With the continuous advancement of quantum computing (QC), the demand for high-quality quantum programs (QPs) is growing. In order to avoid program failure, in software engineering, the technology of automatic program repair (APR) employs appropriate patches to remove potential bugs without the intervention of a human. However, the method tailored for repairing defective QPs is still absent. This paper proposes a new APR method named \(\texttt {UnitAR} \) that can repair QPs via unitary operation automatically. Based on the characteristics of superposition and entanglement in QC, the paper constructs an algebraic model and adopts a generate-and-validate approach for the repair procedure. Furthermore, the paper presents two schemes that can respectively promote the efficiency of generating patches and guarantee the effectiveness of applying patches.
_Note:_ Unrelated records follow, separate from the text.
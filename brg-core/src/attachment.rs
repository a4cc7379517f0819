//! Weighted preferential attachment over the intermediate node set.
//!
//! Nodes are introduced one at a time in index order. Each new node first
//! takes one unit of rank as self-bias, then draws a single uniform value and
//! walks the roulette wheel of current ranks to pick its attachment target.
//! After `i` nodes the rank sum is exactly `2 * i`, so the wheel total is
//! known analytically and never summed.
//!
//! The wheel is accumulated in `f64`. When rounding leaves a sliver of mass
//! past the final node the draw can fall outside every slot; the node then
//! attaches to itself. That fallback keeps the rank-sum invariant and is
//! reported through [`AttachmentStats::fallback_events`].

use std::num::NonZeroUsize;

use tracing::{debug, instrument, trace};

use crate::stream::UniformStream;

/// Neighbour lists of the intermediate multigraph, indexed by node.
///
/// Lists keep insertion order and may contain duplicates and a node's own
/// index.
#[derive(Debug, Clone, PartialEq, Eq)]
pub struct IntermediateAdjacency {
    neighbours: Vec<Vec<usize>>,
}

impl IntermediateAdjacency {
    fn with_nodes(node_count: usize) -> Self {
        Self {
            neighbours: vec![Vec::new(); node_count],
        }
    }

    /// Number of nodes in the intermediate graph.
    #[must_use]
    pub fn len(&self) -> usize {
        self.neighbours.len()
    }

    /// Returns `true` when the graph holds no nodes.
    #[must_use]
    pub fn is_empty(&self) -> bool {
        self.neighbours.is_empty()
    }

    /// Neighbours of `node` in insertion order, or an empty slice when `node`
    /// is out of range.
    #[must_use]
    pub fn neighbours(&self, node: usize) -> &[usize] {
        self.neighbours.get(node).map_or(&[], Vec::as_slice)
    }

    /// Total number of stored neighbour references.
    #[must_use]
    pub fn reference_count(&self) -> usize {
        self.neighbours.iter().map(Vec::len).sum()
    }

    /// Yields one `(source, target)` pair per attachment event, with
    /// `source <= target`, in adjacency order.
    ///
    /// Every event is stored on the lower endpoint with the higher endpoint
    /// as neighbour, so filtering on `target >= source` visits it once.
    pub fn attachment_edges(&self) -> impl Iterator<Item = (usize, usize)> + '_ {
        self.neighbours
            .iter()
            .enumerate()
            .flat_map(|(source, list)| {
                list.iter()
                    .copied()
                    .filter(move |&target| target >= source)
                    .map(move |target| (source, target))
            })
    }

    fn link(&mut self, node: usize, target: usize) {
        if let Some(list) = self.neighbours.get_mut(target) {
            list.push(node);
        }
        if node != target {
            if let Some(list) = self.neighbours.get_mut(node) {
                list.push(target);
            }
        }
    }
}

/// Counters gathered while running the attachment phase.
#[derive(Debug, Clone, Copy, Default, PartialEq, Eq)]
pub struct AttachmentStats {
    /// One per processed node.
    pub attachment_events: usize,
    /// Sum of all ranks once the phase completes.
    pub rank_sum: usize,
    /// Nodes whose draw fell outside the wheel and attached to themselves.
    pub fallback_events: usize,
    /// Nodes whose draw selected their own slot on the wheel.
    pub self_selections: usize,
}

/// Result of the attachment phase: the multigraph plus final ranks.
#[derive(Debug, Clone)]
pub struct AttachmentGraph {
    adjacency: IntermediateAdjacency,
    ranks: Vec<usize>,
    stats: AttachmentStats,
}

impl AttachmentGraph {
    /// Intermediate adjacency structure.
    #[must_use]
    pub fn adjacency(&self) -> &IntermediateAdjacency {
        &self.adjacency
    }

    /// Final rank of every node.
    #[must_use]
    pub fn ranks(&self) -> &[usize] {
        &self.ranks
    }

    /// Phase counters.
    #[must_use]
    pub const fn stats(&self) -> AttachmentStats {
        self.stats
    }

    /// Consumes the graph, returning the adjacency for contraction.
    #[must_use]
    pub fn into_adjacency(self) -> IntermediateAdjacency {
        self.adjacency
    }
}

/// Grows the intermediate multigraph on `node_count` nodes.
///
/// Consumes exactly `node_count` draws from `stream`.
///
/// # Examples
/// ```
/// use std::num::NonZeroUsize;
/// use brg_core::{UniformStream, build_attachment};
///
/// let nodes = NonZeroUsize::new(8).expect("non-zero");
/// let graph = build_attachment(nodes, &mut UniformStream::new(3));
/// assert_eq!(graph.stats().attachment_events, 8);
/// assert_eq!(graph.ranks().iter().sum::<usize>(), 16);
/// ```
#[instrument(
    name = "core.attachment",
    skip_all,
    fields(node_count = node_count.get()),
)]
pub fn build_attachment(node_count: NonZeroUsize, stream: &mut UniformStream) -> AttachmentGraph {
    let node_count = node_count.get();
    let mut adjacency = IntermediateAdjacency::with_nodes(node_count);
    let mut ranks = vec![0_usize; node_count];
    let mut stats = AttachmentStats::default();

    for node in 0..node_count {
        let Some(wheel) = ranks.get_mut(..=node) else {
            break;
        };
        if let Some(own) = wheel.last_mut() {
            *own += 1;
        }

        // Rank sum after the self-bias: two units per earlier node plus one.
        let total = wheel_total(node);
        let draw = stream.next_unit();

        let target = match select_slot(wheel, total, draw) {
            Some(slot) => {
                if slot == node {
                    stats.self_selections += 1;
                }
                slot
            }
            None => {
                trace!(node, draw, "draw fell past the wheel; attaching to self");
                stats.fallback_events += 1;
                node
            }
        };
        if let Some(rank) = wheel.get_mut(target) {
            *rank += 1;
        }
        adjacency.link(node, target);
        stats.attachment_events += 1;
    }

    stats.rank_sum = ranks.iter().sum();
    debug!(
        attachment_events = stats.attachment_events,
        fallback_events = stats.fallback_events,
        rank_sum = stats.rank_sum,
        "attachment phase completed"
    );
    AttachmentGraph {
        adjacency,
        ranks,
        stats,
    }
}

fn wheel_total(node: usize) -> f64 {
    (2 * node + 1) as f64
}

/// Returns the first slot whose half-open interval `[acc, acc + share)`
/// contains `draw`, accumulating shares in slot order.
fn select_slot(ranks: &[usize], total: f64, draw: f64) -> Option<usize> {
    let mut acc = 0.0_f64;
    for (slot, &rank) in ranks.iter().enumerate() {
        let share = rank as f64 / total;
        if acc <= draw && draw < acc + share {
            return Some(slot);
        }
        acc += share;
    }
    None
}

#[cfg(test)]
mod tests {
    use super::*;
    use rstest::rstest;

    fn nodes(count: usize) -> NonZeroUsize {
        NonZeroUsize::new(count).unwrap_or(NonZeroUsize::MIN)
    }

    #[rstest]
    #[case(&[1], 1.0, 0.0, Some(0))]
    #[case(&[1], 1.0, 0.999, Some(0))]
    #[case(&[2, 1], 3.0, 0.5, Some(0))]
    #[case(&[2, 1], 3.0, 0.7, Some(1))]
    #[case(&[1, 1, 1], 3.0, 0.5, Some(1))]
    fn select_slot_uses_half_open_intervals(
        #[case] ranks: &[usize],
        #[case] total: f64,
        #[case] draw: f64,
        #[case] expected: Option<usize>,
    ) {
        assert_eq!(select_slot(ranks, total, draw), expected);
    }

    #[test]
    fn select_slot_assigns_shared_boundary_to_later_slot() {
        // 0.5 closes slot 0 and opens slot 1; the half-open rule picks slot 1.
        assert_eq!(select_slot(&[1, 1], 2.0, 0.5), Some(1));
    }

    #[test]
    fn select_slot_reports_unassigned_mass() {
        // Shares sum to 2/3, leaving the top third of the wheel unassigned.
        assert_eq!(select_slot(&[1, 1], 3.0, 0.9), None);
    }

    #[test]
    fn single_node_attaches_to_itself() {
        let graph = build_attachment(nodes(1), &mut UniformStream::new(0));
        assert_eq!(graph.adjacency().neighbours(0), &[0]);
        assert_eq!(graph.ranks(), &[2]);
        assert_eq!(graph.stats().attachment_events, 1);
    }

    #[rstest]
    #[case(1)]
    #[case(2)]
    #[case(17)]
    #[case(256)]
    fn rank_sum_is_twice_the_node_count(#[case] count: usize) {
        for seed in 0..8 {
            let graph = build_attachment(nodes(count), &mut UniformStream::new(seed));
            let stats = graph.stats();
            assert_eq!(stats.attachment_events, count);
            assert_eq!(stats.rank_sum, 2 * count);
            assert_eq!(graph.ranks().iter().sum::<usize>(), 2 * count);
        }
    }

    #[test]
    fn each_node_contributes_one_attachment_edge() {
        let graph = build_attachment(nodes(64), &mut UniformStream::new(11));
        let edges: Vec<_> = graph.adjacency().attachment_edges().collect();
        assert_eq!(edges.len(), 64);
        assert!(edges.iter().all(|&(source, target)| source <= target));
    }

    #[test]
    fn references_stay_within_two_per_node() {
        let graph = build_attachment(nodes(128), &mut UniformStream::new(5));
        assert!(graph.adjacency().reference_count() <= 256);
    }

    #[test]
    fn targets_never_exceed_the_new_node() {
        let graph = build_attachment(nodes(96), &mut UniformStream::new(23));
        for (source, target) in graph.adjacency().attachment_edges() {
            assert!(target < 96);
            assert!(source <= target);
        }
    }

    #[test]
    fn ranks_match_adjacency_degree() {
        // A stored self-loop is one list entry but two units of rank.
        let graph = build_attachment(nodes(50), &mut UniformStream::new(9));
        let adjacency = graph.adjacency();
        for (node, &rank) in graph.ranks().iter().enumerate() {
            let list = adjacency.neighbours(node);
            let loops = list.iter().filter(|&&other| other == node).count();
            assert!(loops <= 1);
            assert_eq!(rank, list.len() + loops);
        }
    }

    #[test]
    fn consumes_one_draw_per_node() {
        let mut stream = UniformStream::new(4);
        let _graph = build_attachment(nodes(33), &mut stream);
        assert_eq!(stream.draws(), 33);
    }
}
For the purpose of evaluating the proposed method, the paper selects 29 mutated versions as well as 5 real-world buggy programs as the objects, and introduces two traditional APR approaches \(\texttt {GenProg} \) and \(\texttt {TBar} \) as baselines. According to the experiments, \(\texttt {UnitAR} \) can fix 23 buggy programs, and this method demonstrates the highest efficiency and effectiveness among 3 APR approaches. Besides, the experimental results further manifest the crucial roles of two constituents involved in the framework of \(\texttt {UnitAR} \).